WebSchemas/Breadcrumbs

From W3C Wiki


This is an archived WebSchemas proposal Breadcrumbs proposal for schema.org. See Proposals listing for more. Note: active schema.org development is now based at github



Overview

This pages describes schema.org proposal for improving the breadcrumbs mechanism in schema.org.

Breadcrumbs historically have been poorly handled in schema.org. There are some subtle markup issues involved in getting the design right, so we have separated out candidate designs into separate pages.

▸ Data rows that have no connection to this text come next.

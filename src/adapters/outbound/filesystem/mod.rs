/// Filesystem adapters for file I/O operations
mod file_reader;
mod file_writer;

pub use file_reader::FileSystemReader;
pub use file_writer::{FileSystemWriter, StdoutPresenter};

For technical background, see also the issue tracker, http://www.w3.org/2011/webschema/track/issues/10

The bulk of this page collects real-world sample HTMLs for evaluation in the following designs.

Candidate Designs

Requirements and Constraints

Must haves:

  • It should be possible to extract (possibly several independent) ordered lists of pairs of URLs and their anchor text labels using this markup

Desirable:

  • This should be possible using Microdata or RDFa markup, or possibly JSON-LD
  • The structure should be preserved when parsing the page with standard parsers that emit triples
  • The extraction rules should ensure that relative URLs e.g. /books/stephen_king get turned into complete URLs e.g. http://example.com/books/stephen_king

HTML Samples

Sample BC1

BC1 (from oldish https://support.google.com/webmasters/answer/185417 ):

<a href="http://www.example.com/dresses">Dresses</a> ›   
 <a href="http://www.example.com/dresses/real">Real Dresses</a> ›    
  <a href="http://www.example.com/dresses/real/green">Real Green Dresses</a>

Sample BC2

BC2: (from http://schema.org/WebPage https://schema.org/breadcrumb ):

<a href="category/books.html">Books</a> >
 <a href="category/books-literature.html">Literature & Fiction</a> >
 <a href="category/books-classics">Classics</a>

These essentially just differs by separator character; could also be an image. This is common enough but with no interesting difference in terms of essential structure. In theory the anchor content could also include an image, but this is less common.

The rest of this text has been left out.